Casey Crafford and Steve Dietl/A+E Networks, LLC
Casey Crafford and Steve Dietl/A+E Networks, LLC
Casey Crafford and Steve Dietl/A+E Networks, LLC
Casey Crafford and Steve Dietl/A+E Networks, LLC
Casey Crafford and Steve Dietl/A+E Networks, LLC
Casey Crafford and Steve Dietl/A+E Networks, LLC
Casey Crafford and Steve Dietl/A+E Networks, LLC
Casey Crafford and Steve Dietl/A+E Networks, LLC
Casey Crafford and Steve Dietl/A+E Networks, LLC
Casey Crafford and Steve Dietl/A+E Networks, LLC
Casey Crafford and Steve Dietl/A+E Networks, LLC
Casey Crafford and Steve Dietl/A+E Networks, LLC
Casey Crafford and Steve Dietl/A+E Networks, LLC
Fill 1
Fill 1
June 13, 2016
Features

A landmark fact-based miniseries that 40 years ago sparked a national conversation about race returns, retold for a new generation. Roots — Alex Haley's story of his African ancestor, sold into slavery 250 years ago, and his descendants — must be told again and again, says executive producer Mark Wolper, if we are to understand who we are as a society and how we got where we are today.

Amy Amatangelo

Do you know where you were the night of January 23, 1977?

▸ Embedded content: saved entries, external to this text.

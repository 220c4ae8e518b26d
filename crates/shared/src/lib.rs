//! # Forum 共有ユーティリティ
//!
//! HTTP レスポンスの形式とログ初期化など、ドメインに依存しない共通部品。
//!
//! ## 設計方針
//!
//! - ビジネスロジックを含まない純粋なユーティリティのみを配置
//! - axum には依存しない（`IntoResponse` 変換はアプリ側の責務）

pub mod api_response;
pub mod error_response;
pub mod health;
pub mod observability;

pub use api_response::ApiResponse;
pub use error_response::ErrorResponse;
pub use health::HealthResponse;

If you're old enough to recognize the name Kunta Kinte, chances are good that you were in front of your television that evening, when ABC premiered the miniseries Roots.

Over eight consecutive nights, the groundbreaking program rose from a 40.5 Nielsen share to just above a 51 share. The finale, which aired on January 30, 1977, remains the third most-watched program in television history: 100 million viewers tuned in.

Based on Alex Haley's Pulitzer Prize-winning novel of the same name, the landmark production told the story of his ancestors, beginning with his forefather Kunta Kinte's capture in Juffure, Gambia. Roots went on to win nine Emmy Awards, and it remains one of the most beloved and celebrated miniseries of all time.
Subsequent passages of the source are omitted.